Installation view, Cassandra C. Jones and Allison Baker in Size Matters

Abigail Ogilvy Gallery is proud to present Size Matters, featuring gallery artists Allison Baker, Holly Harrison, Cassandra C. Jones, and Coral Woodbury. These four artists play with scale, quantity, and implicative imagery – sometimes subtle, sometimes overt. Size Matters is dedicated to the constituents; the parts that make up the whole; the pieces that come together to form something larger than the sum of its parts. Demonstrated by the materiality and thematic functions of the work, each artist engages with the idea of collective power in their own way. Embodied first individually, and then reinforced as a group, the exhibition is a force to be reckoned with in a way that aims to radiate the power of united women.

Allison Baker, Still Life of Lives Past and Present: propagation, 2022. Coloraid on coldpress paper. 24 x 18 in.

 Allison Baker’s color-blocked, still-life collages are created using layered coloraid on coldpress paper. Often working towards a reclamation of domestic spaces, Baker’s work seeks to investigate hegemonic femininity as a site of transgression and resistance. Her work playfully engages scale as a cue to surreality, or that not all is as it appears. The artist’s use of familiar objects – a matchbook, cleaning products, an oyster – create the feeling that something is not quite right and the syrupy artificiality of Baker’s color palette only reiterates this feeling. The objects themselves, recognizable and utilitarian, become devoid of their intended use - a beer bottle becomes a vessel of propagation; a book of matches spills match sticks that bend and contour like fabric; and a pile of melting ice cream sprouts hairy legs to become endearingly anthropomorphic. 

Cassandra C. Jones, Double Barrel, 2019. Archival inkjet on cotton rag pearl. 30 x 20 in. Ed. 1 of 2

 Similarly, Cassandra C. Jones’ plays with humor and scale in her work, skillfully rendering images out of scaled down objects and often using the repetition of a singular element to form something entirely new. Her artworks are a reflection of consumerism on our individual images and on our environments.
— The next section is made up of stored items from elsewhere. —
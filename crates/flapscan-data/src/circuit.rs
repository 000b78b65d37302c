//! `LR-` circuit rows from `show int des | i LR`.

use std::sync::OnceLock;

use flapscan_core::classifiers::{classify_link_status, classify_rate, classify_site};
use flapscan_core::models::CircuitRecord;
use regex::Regex;

fn circuit_line_re() -> &'static Regex {
    static RE: OnceLock<Regex> = OnceLock::new();
    RE.get_or_init(|| {
        Regex::new(r"^(\S+)\s+(\S+)\s+(\S+)\s+(.+LR-(\d+))").expect("regex is valid")
    })
}

/// Raw fields of one matching row, before classification.
#[derive(Debug, Clone, PartialEq, Eq)]
pub struct CircuitLine<'a> {
    pub interface: &'a str,
    pub state1: &'a str,
    pub state2: &'a str,
    /// Description up to and including the circuit number.
    pub description: &'a str,
    pub circuit_number: u64,
}

impl CircuitLine<'_> {
    /// Classify the raw row into a [`CircuitRecord`] for `node`.
    pub fn into_record(self, node: &str, site_prefixes: &[String]) -> CircuitRecord {
        CircuitRecord {
            node: node.to_string(),
            site: classify_site(self.description, site_prefixes),
            interface: self.interface.to_string(),
            rate: classify_rate(self.interface),
            circuit_number: self.circuit_number,
            status: classify_link_status(self.state1, self.state2),
        }
    }
}

/// Match one line against the full circuit pattern.
pub fn parse_circuit_line(line: &str) -> Option<CircuitLine<'_>> {
    let cap = circuit_line_re().captures(line)?;
    let circuit_number = cap.get(5)?.as_str().parse().ok()?;
    Some(CircuitLine {
        interface: cap.get(1)?.as_str(),
        state1: cap.get(2)?.as_str(),
        state2: cap.get(3)?.as_str(),
        description: cap.get(4)?.as_str(),
        circuit_number,
    })
}

/// Every matching row of `output`, in line order.
pub fn circuit_lines(output: &str) -> impl Iterator<Item = CircuitLine<'_>> + Clone {
    output.lines().filter_map(parse_circuit_line)
}

/// Extract and classify all circuit rows for `node`.
pub fn extract_circuits(node: &str, output: &str, site_prefixes: &[String]) -> Vec<CircuitRecord> {
    circuit_lines(output)
        .map(|line| line.into_record(node, site_prefixes))
        .collect()
}
//! Pure classification helpers applied to extracted records.

use crate::models::{LinkRate, LinkState, SiteCode};
use crate::rules::ClassificationRules;

/// Map a description to a category name.
///
/// Matching is a case-insensitive substring test. Categories are tried in
/// configured order and the first one with any matching keyword wins; an
/// empty description or no match yields the fallback category.
pub fn classify_category<'r>(description: &str, rules: &'r ClassificationRules) -> &'r str {
    if description.is_empty() {
        return &rules.fallback_category;
    }
    let lowered = description.to_lowercase();
    rules
        .categories
        .iter()
        .find(|rule| {
            rule.keywords
                .iter()
                .any(|kw| lowered.contains(&kw.to_lowercase()))
        })
        .map(|rule| rule.name.as_str())
        .unwrap_or(&rules.fallback_category)
}

/// Port speed from the interface name prefix (case-sensitive).
pub fn classify_rate(interface: &str) -> LinkRate {
    if interface.starts_with("Hu") {
        LinkRate::HundredGig
    } else if interface.starts_with("Te") {
        LinkRate::TenGig
    } else {
        LinkRate::Unknown
    }
}

/// Up only when both raw tokens are exactly `"up"`.
///
/// The comparison is case-sensitive, unlike the descriptor lookup which
/// lower-cases its status columns first.
pub fn classify_link_status(state1: &str, state2: &str) -> LinkState {
    if state1 == "up" && state2 == "up" {
        LinkState::Up
    } else {
        LinkState::Down
    }
}

/// Far-end site from a circuit description.
///
/// Only the text before the first backslash is considered. The first
/// configured prefix it contains wins; otherwise the segment itself is
/// returned as an unclassified code.
pub fn classify_site(description: &str, site_prefixes: &[String]) -> SiteCode {
    let first_segment = description.split('\\').next().unwrap_or(description);
    site_prefixes
        .iter()
        .find(|prefix| first_segment.contains(prefix.as_str()))
        .map(|prefix| SiteCode::Known(prefix.clone()))
        .unwrap_or_else(|| SiteCode::Unclassified(first_segment.to_string()))
}

#[cfg(test)]
mod tests {
    use super::*;
    use crate::rules::CategoryRule;

    fn rules() -> ClassificationRules {
        ClassificationRules::default()
    }

    // ── classify_category ─────────────────────────────────────────────────────

    #[test]
    fn test_category_matches_keyword_case_insensitively() {
        assert_eq!(classify_category("Etisalat-MKT/RMS", &rules()), "Etisalat");
        assert_eq!(classify_category("ORANGE backhaul", &rules()), "Orange");
    }

    #[test]
    fn test_category_empty_description_is_fallback() {
        assert_eq!(classify_category("", &rules()), "OTHER");
    }

    #[test]
    fn test_category_no_match_is_fallback() {
        assert_eq!(classify_category("NO_DESC_FOUND", &rules()), "OTHER");
        assert_eq!(classify_category("Vodafone core", &rules()), "OTHER");
    }

    #[test]
    fn test_category_first_configured_category_wins() {
        // "tele" belongs to Etisalat, "te" to WE: Etisalat is listed first.
        assert_eq!(classify_category("Telecom link", &rules()), "Etisalat");

        let reversed = ClassificationRules {
            categories: vec![
                CategoryRule::new("WE", &["te"]),
                CategoryRule::new("Etisalat", &["tele"]),
            ],
            ..Default::default()
        };
        assert_eq!(classify_category("Telecom link", &reversed), "WE");
    }

    #[test]
    fn test_category_uppercase_keywords_still_match() {
        let custom = ClassificationRules {
            categories: vec![CategoryRule::new("Orange", &["ORG"])],
            ..Default::default()
        };
        assert_eq!(classify_category("org-cairo", &custom), "Orange");
    }

    #[test]
    fn test_category_is_deterministic() {
        let r = rules();
        let first = classify_category("WE-Fixed/ALX", &r).to_string();
        for _ in 0..10 {
            assert_eq!(classify_category("WE-Fixed/ALX", &r), first);
        }
    }

    // ── classify_rate ─────────────────────────────────────────────────────────

    #[test]
    fn test_rate_prefixes() {
        assert_eq!(classify_rate("HundredGigE0/0/0/1"), LinkRate::HundredGig);
        assert_eq!(classify_rate("Hu0/1/0/3"), LinkRate::HundredGig);
        assert_eq!(classify_rate("TenGigE0/0/0/4"), LinkRate::TenGig);
        assert_eq!(classify_rate("BE10"), LinkRate::Unknown);
    }

    #[test]
    fn test_rate_is_case_sensitive() {
        assert_eq!(classify_rate("hundredGigE0/0/0/1"), LinkRate::Unknown);
        assert_eq!(classify_rate("TE0/0/0/1"), LinkRate::Unknown);
    }

    // ── classify_link_status ──────────────────────────────────────────────────

    #[test]
    fn test_link_status_both_up() {
        assert_eq!(classify_link_status("up", "up"), LinkState::Up);
    }

    #[test]
    fn test_link_status_anything_else_is_down() {
        assert_eq!(classify_link_status("up", "down"), LinkState::Down);
        assert_eq!(classify_link_status("admin-down", "down"), LinkState::Down);
        // Case-sensitive on purpose.
        assert_eq!(classify_link_status("Up", "up"), LinkState::Down);
        assert_eq!(classify_link_status("up", "UP"), LinkState::Down);
    }

    // ── classify_site ─────────────────────────────────────────────────────────

    #[test]
    fn test_site_known_prefix_in_first_segment() {
        let prefixes = rules().site_prefixes;
        assert_eq!(
            classify_site("To-RMD-04\\Core-LR-55", &prefixes),
            SiteCode::Known("RMD".to_string())
        );
    }

    #[test]
    fn test_site_ignores_text_after_backslash() {
        let prefixes = rules().site_prefixes;
        // "HQ" only appears after the backslash.
        assert_eq!(
            classify_site("SiteX\\HQ-LR-118", &prefixes),
            SiteCode::Unclassified("SiteX".to_string())
        );
    }

    #[test]
    fn test_site_first_prefix_wins() {
        let prefixes = vec!["CA5".to_string(), "HQ".to_string()];
        assert_eq!(
            classify_site("HQ-CA5 trunk LR-7", &prefixes),
            SiteCode::Known("CA5".to_string())
        );
    }

    #[test]
    fn test_site_without_backslash_uses_whole_description() {
        assert_eq!(
            classify_site("Remote-LR-9", &[]),
            SiteCode::Unclassified("Remote-LR-9".to_string())
        );
    }
}
//! Runtime layer for flapscan.
//!
//! Sweeps a node inventory through the per-node pipelines, with or without
//! bounded concurrency, and assembles the outcomes into one report.

pub mod orchestrator;
pub mod sweep;

pub use flapscan_core as core;
pub use flapscan_data as data;
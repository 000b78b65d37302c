use std::path::PathBuf;
use thiserror::Error;

/// All errors produced by flapscan.
#[derive(Error, Debug)]
pub enum ScanError {
    /// A file could not be opened or read from disk.
    #[error("Failed to read file {path}: {source}")]
    FileRead {
        path: PathBuf,
        #[source]
        source: std::io::Error,
    },

    /// A JSON document could not be parsed.
    #[error("Failed to parse JSON: {0}")]
    JsonParse(#[from] serde_json::Error),

    /// A device timestamp could not be turned into a calendar time.
    #[error("Invalid timestamp \"{value}\" for year {year}")]
    TimestampParse { value: String, year: i32 },

    /// Chronological ordering was requested without a year to anchor it.
    #[error("A reference year is required to order device timestamps")]
    MissingReferenceYear,

    /// A configuration value is missing or invalid.
    #[error("Configuration error: {0}")]
    Config(String),

    /// The session collaborator could not deliver command output for a node.
    #[error("Failed to fetch \"{command}\" from {node}: {message}")]
    Fetch {
        node: String,
        command: String,
        message: String,
    },

    /// The capture directory does not exist.
    #[error("Capture directory not found: {0}")]
    CaptureDirNotFound(PathBuf),

    /// Pass-through for any raw I/O error that does not carry a path.
    #[error(transparent)]
    Io(#[from] std::io::Error),

    /// Catch-all for errors from third-party crates via `anyhow`.
    #[error(transparent)]
    Other(#[from] anyhow::Error),
}

impl ScanError {
    /// `true` for errors raised by the command source rather than by parsing.
    pub fn is_upstream(&self) -> bool {
        matches!(self, ScanError::Fetch { .. } | ScanError::FileRead { .. })
    }
}

/// Convenience alias used throughout the flapscan crates.
pub type Result<T> = std::result::Result<T, ScanError>;

#[cfg(test)]
mod tests {
    use super::*;

    #[test]
    fn test_error_display_file_read() {
        let io_err = std::io::Error::new(std::io::ErrorKind::NotFound, "no such file");
        let err = ScanError::FileRead {
            path: PathBuf::from("/captures/HQ-01/show_int_des.txt"),
            source: io_err,
        };
        let msg = err.to_string();
        assert!(msg.contains("Failed to read file"));
        assert!(msg.contains("/captures/HQ-01/show_int_des.txt"));
        assert!(msg.contains("no such file"));
    }

    #[test]
    fn test_error_display_timestamp_parse() {
        let err = ScanError::TimestampParse {
            value: "Foo 99 10:00:00".to_string(),
            year: 2024,
        };
        assert_eq!(
            err.to_string(),
            "Invalid timestamp \"Foo 99 10:00:00\" for year 2024"
        );
    }

    #[test]
    fn test_error_display_missing_year() {
        let msg = ScanError::MissingReferenceYear.to_string();
        assert!(msg.contains("reference year"));
    }

    #[test]
    fn test_error_display_fetch() {
        let err = ScanError::Fetch {
            node: "CA4-01".to_string(),
            command: "show int des | i LR".to_string(),
            message: "timeout".to_string(),
        };
        assert_eq!(
            err.to_string(),
            "Failed to fetch \"show int des | i LR\" from CA4-01: timeout"
        );
        assert!(err.is_upstream());
    }

    #[test]
    fn test_error_display_config() {
        let err = ScanError::Config("category name must not be empty".to_string());
        assert_eq!(
            err.to_string(),
            "Configuration error: category name must not be empty"
        );
        assert!(!err.is_upstream());
    }

    #[test]
    fn test_error_display_capture_dir_not_found() {
        let err = ScanError::CaptureDirNotFound(PathBuf::from("/missing/dir"));
        assert_eq!(err.to_string(), "Capture directory not found: /missing/dir");
    }

    #[test]
    fn test_error_from_io() {
        let io_err = std::io::Error::new(std::io::ErrorKind::PermissionDenied, "denied");
        let err: ScanError = io_err.into();
        assert!(err.to_string().contains("denied"));
    }

    #[test]
    fn test_error_from_serde_json() {
        let json_err = serde_json::from_str::<serde_json::Value>("{invalid}").unwrap_err();
        let err: ScanError = json_err.into();
        assert!(err.to_string().contains("Failed to parse JSON"));
    }
}
//! Uniform access to HTML elements and JSON values.
//!
//! Channel selectors are CSS selectors for HTML pages and `>`-delimited key
//! paths for JSON payloads. [`ResultNode`] hides that difference so field and
//! result extraction is written once: [`HtmlNode`] adapts a `scraper`
//! element, [`JsonNode`] adapts a `serde_json` value walked by [`KeyPath`].
//!
//! Every lookup fails closed: a missing key, an unparsable selector or a
//! value of the wrong shape yields "no match", never a panic.

use scraper::{ElementRef, Selector};
use serde_json::Value;
use tracing::warn;

/// Text of the first node matched by a selector, with the match count.
#[derive(Debug, Clone, PartialEq, Eq)]
pub struct Selected {
    pub text: String,
    pub matches: usize,
}

/// A node of a parsed document that selectors can be evaluated against.
pub trait ResultNode {
    /// Trimmed text of the first match. With `own_only`, text inside child
    /// elements is dropped so nested markup cannot leak into the value.
    fn select_text(&self, path: &str, own_only: bool) -> Option<Selected>;

    /// Trimmed text of every match, in document order.
    fn select_all_text(&self, path: &str) -> Vec<String>;

    /// Attribute `attr` of the first match. JSON nodes have no attributes,
    /// so the matched value itself is returned.
    fn select_attr(&self, path: &str, attr: &str) -> Option<String>;

    /// Child nodes matched by `path`, e.g. the repeated hits of a result page.
    fn select_nodes(&self, path: &str) -> Vec<Box<dyn ResultNode + '_>>;
}

fn parse_selector(path: &str) -> Option<Selector> {
    match Selector::parse(path) {
        Ok(selector) => Some(selector),
        Err(e) => {
            warn!(selector = path, error = %e, "Invalid CSS selector");
            None
        }
    }
}

/// Text of the direct text children of `element`.
fn own_text(element: &ElementRef<'_>) -> String {
    element
        .children()
        .filter_map(|child| child.value().as_text())
        .map(|text| &**text)
        .collect()
}

/// HTML element adapter.
#[derive(Debug, Clone, Copy)]
pub struct HtmlNode<'a>(pub ElementRef<'a>);

impl<'a> HtmlNode<'a> {
    fn matches(&self, path: &str) -> Vec<ElementRef<'a>> {
        match parse_selector(path) {
            Some(selector) => self.0.select(&selector).collect(),
            None => Vec::new(),
        }
    }
}

impl ResultNode for HtmlNode<'_> {
    fn select_text(&self, path: &str, own_only: bool) -> Option<Selected> {
        let found = self.matches(path);
        let first = found.first()?;
        let text = if own_only {
            own_text(first)
        } else {
            first.text().collect::<String>()
        };
        Some(Selected {
            text: text.trim().to_string(),
            matches: found.len(),
        })
    }

    fn select_all_text(&self, path: &str) -> Vec<String> {
        self.matches(path)
            .iter()
            .map(|el| el.text().collect::<String>().trim().to_string())
            .collect()
    }

    fn select_attr(&self, path: &str, attr: &str) -> Option<String> {
        self.matches(path)
            .first()
            .and_then(|el| el.value().attr(attr))
            .map(str::to_string)
    }

    fn select_nodes(&self, path: &str) -> Vec<Box<dyn ResultNode + '_>> {
        self.matches(path)
            .into_iter()
            .map(|el| Box::new(HtmlNode(el)) as Box<dyn ResultNode + '_>)
            .collect()
    }
}

/// Typed key path into a JSON tree, parsed from `a > b > c`.
///
/// Array elements are addressed by decimal index. The empty path addresses
/// the root.
#[derive(Debug, Clone, PartialEq, Eq)]
pub struct KeyPath(Vec<String>);

impl KeyPath {
    pub fn parse(path: &str) -> Self {
        Self(
            path.split('>')
                .map(str::trim)
                .filter(|key| !key.is_empty())
                .map(str::to_string)
                .collect(),
        )
    }

    /// Walk the path from `root`; `None` on the first missing key.
    pub fn visit<'v>(&self, root: &'v Value) -> Option<&'v Value> {
        let mut visited = root;
        for key in &self.0 {
            visited = match visited {
                Value::Object(map) => map.get(key)?,
                Value::Array(items) => items.get(key.parse::<usize>().ok()?)?,
                _ => return None,
            };
        }
        Some(visited)
    }
}

/// Text form of a scalar JSON value.
fn scalar_text(value: &Value) -> Option<String> {
    match value {
        Value::String(s) => Some(s.trim().to_string()),
        Value::Number(n) => Some(n.to_string()),
        Value::Bool(b) => Some(b.to_string()),
        _ => None,
    }
}

/// JSON value adapter.
#[derive(Debug, Clone, Copy)]
pub struct JsonNode<'a>(pub &'a Value);

impl<'a> JsonNode<'a> {
    /// Values addressed by `path`; an array is a list of matches.
    fn matches(&self, path: &str) -> Vec<&'a Value> {
        match KeyPath::parse(path).visit(self.0) {
            Some(Value::Array(items)) => items.iter().collect(),
            Some(value) => vec![value],
            None => Vec::new(),
        }
    }
}

impl ResultNode for JsonNode<'_> {
    fn select_text(&self, path: &str, _own_only: bool) -> Option<Selected> {
        let found = self.matches(path);
        let text = scalar_text(found.first()?)?;
        Some(Selected {
            text,
            matches: found.len(),
        })
    }

    fn select_all_text(&self, path: &str) -> Vec<String> {
        self.matches(path).into_iter().filter_map(scalar_text).collect()
    }

    fn select_attr(&self, path: &str, _attr: &str) -> Option<String> {
        self.matches(path).first().and_then(|v| scalar_text(v))
    }

    fn select_nodes(&self, path: &str) -> Vec<Box<dyn ResultNode + '_>> {
        self.matches(path)
            .into_iter()
            .map(|value| Box::new(JsonNode(value)) as Box<dyn ResultNode + '_>)
            .collect()
    }
}
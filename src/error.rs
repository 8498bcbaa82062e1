//! Typed errors for twnews.
//!
//! Only [`SearchError`] and [`ConfigError`] ever reach library callers.
//! The other errors describe why a page or document could not be produced;
//! they are logged at the boundary where they happen and turned into
//! `None` / empty results, because news sites break all the time and an
//! extraction run should degrade rather than abort.

use thiserror::Error;

/// Invalid search parameters, detected by `NewsSearch::new` before any I/O.
#[derive(Debug, Error, PartialEq, Eq)]
pub enum SearchError {
    /// The channel key has no configuration entry.
    #[error("unknown channel: {channel}")]
    UnknownChannel { channel: String },

    /// The channel is configured but does not offer keyword search.
    #[error("channel {channel} does not support search")]
    SearchUnsupported { channel: String },

    /// The channel search endpoint cannot be filtered by date.
    #[error("channel {channel} does not support date range conditions")]
    DateRangeUnsupported { channel: String },

    #[error("begin date is missing (end date is {end})")]
    MissingBeginDate { end: String },

    #[error("end date is missing (begin date is {begin})")]
    MissingEndDate { begin: String },

    /// Dates must be given as `yyyy-mm-dd`.
    #[error("date must be in ISO format (yyyy-mm-dd): {value}")]
    InvalidDate { value: String },

    #[error("begin date {begin} is after end date {end}")]
    ReversedRange { begin: String, end: String },

    #[error("channel {channel} only accepts date ranges within {max_days} days (got {days})")]
    SpanTooLong {
        channel: String,
        max_days: i64,
        days: i64,
    },
}

/// Failure of the HTTP layer.
#[derive(Debug, Error)]
pub enum TransportError {
    #[error("HTTP request failed: {0}")]
    Http(#[from] reqwest::Error),

    #[error("invalid header value: {0}")]
    Header(#[from] reqwest::header::InvalidHeaderValue),
}

/// Why a document could not be loaded.
#[derive(Debug, Error)]
pub enum LoadError {
    #[error("file error: {0}")]
    Io(#[from] std::io::Error),

    #[error("document is empty")]
    Empty,

    #[error("malformed JSON document: {0}")]
    Json(#[from] serde_json::Error),

    #[error("unexpected HTTP status {status}")]
    Status { status: u16 },

    #[error(transparent)]
    Transport(#[from] TransportError),
}

/// The channel configuration document could not be used.
#[derive(Debug, Error)]
pub enum ConfigError {
    #[error("cannot read channel configuration {path}: {source}")]
    Read {
        path: String,
        #[source]
        source: std::io::Error,
    },

    #[error("malformed channel configuration: {0}")]
    Parse(#[from] serde_json::Error),

    #[error("channel {channel} has no {layout} layout")]
    MissingLayout { channel: String, layout: String },

    #[error("channel {channel} has an invalid pattern {pattern:?}: {source}")]
    Pattern {
        channel: String,
        pattern: String,
        #[source]
        source: regex::Error,
    },
}

/// Why the binary-search page jump could not pick a starting page.
///
/// The search falls back to a linear scan from page 1 on any of these.
#[derive(Debug, Error, PartialEq, Eq)]
pub enum JumpError {
    #[error("cannot read the total page count")]
    NoPageCount,

    #[error("result page {page} could not be fetched: {reason}")]
    Fetch { page: u32, reason: String },

    #[error("result page {page} has no dated results")]
    Undated { page: u32 },

    /// Results are not sorted newest first, so any page picked by bisection
    /// could be wrong.
    #[error("result page {page} is not sorted newest first")]
    NonMonotonic { page: u32 },
}
//! # twnews
//!
//! Field extraction and keyword search for Taiwanese news sites.
//!
//! Every supported site ("channel") is described declaratively in a JSON
//! channel document: CSS selectors (or JSON key paths) for the article
//! fields, date formats, which URL prefixes carry desktop markup, and the
//! search endpoint's URL template and result selectors. The same code then
//! handles every channel.
//!
//! ## Features
//!
//! - [`NewsSoup`]: lazily loads one article (URL or local file, optionally
//!   gzip-compressed) and extracts title, publication date, author and body
//!   text, with a byline scanner for channels that have no author element
//! - [`NewsSearch`]: walks a channel's paginated search results, filters by
//!   date window and title, binary-searches for the first page of a date
//!   window where the channel supports it, and drops duplicated links
//! - Remote pages are normalized (redirects, `https`, mobile hosts) and
//!   cached as gzip files under `~/.twnews/cache`
//!
//! Broken pages never abort a run: extraction failures are logged once and
//! surface as `None`. Only invalid search parameters are returned as errors.
//!
//! ## Usage
//!
//! ```ignore
//! use twnews::{ClientContext, ContextOptions, NewsSearch, SearchOptions};
//!
//! let ctx = ClientContext::from_options(&ContextOptions::default())?;
//! let mut search = NewsSearch::new(&ctx, "ltn", &SearchOptions::default())?;
//! for mut soup in search.by_keyword("酒駕", true).await.to_soup_list() {
//!     println!("{:?} {:?}", soup.title().await, soup.author().await);
//! }
//! ```

pub mod author;
pub mod cache;
pub mod config;
pub mod context;
pub mod document;
pub mod error;
pub mod models;
pub mod node;
pub mod search;
pub mod soup;
pub mod transport;
pub mod utils;

pub use config::{ChannelRegistry, Layout};
pub use context::{ClientContext, ContextOptions};
pub use error::{ConfigError, SearchError};
pub use models::SearchResultItem;
pub use search::{NewsSearch, SearchOptions};
pub use soup::NewsSoup;
pub use transport::{ReqwestTransport, Transport};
The three cacti in the exhibition are undeniably phallic from afar, but as with all of Jones’ work, closer inspection reveals the curious components of the image: in this case, beach balls. This series was a response to wildfires in California that sent microplastics into the air, soil and water, resulting in a colorful super bloom of flora. Jones intends to render the ease in which our natural world absorbs the objects we delight in.

 Coral Woodbury’s artwork is rooted in the reclamation of power. An artist and art historian, Woodbury has spent the past two years tearing through an original copy of Janson’s History of Art, a prominent textbook that completely omitted women until Janson’s death in 1986 – and painting the images of the artists made purposefully absent in this history. There is an undeniable power in numbers, and Woodbury’s aim to rework every page of the text perfectly illustrates this.

 Holly Harrison’s exploration of avian motifs stems from a simultaneous appreciation for both the strength and fragility of her subject matter, as she delicately renders each individual bird to create a synchronized, and intermingled flock. The viewer is left with a snapshot of a murmuration, with a collective of birds flying gracefully across the horizon line. As with each of these compelling artists, the work reminds us that we are stronger together; that there is strength in collective power and organized movements; and that when we are a part of something larger than ourselves, none of us are ever truly alone.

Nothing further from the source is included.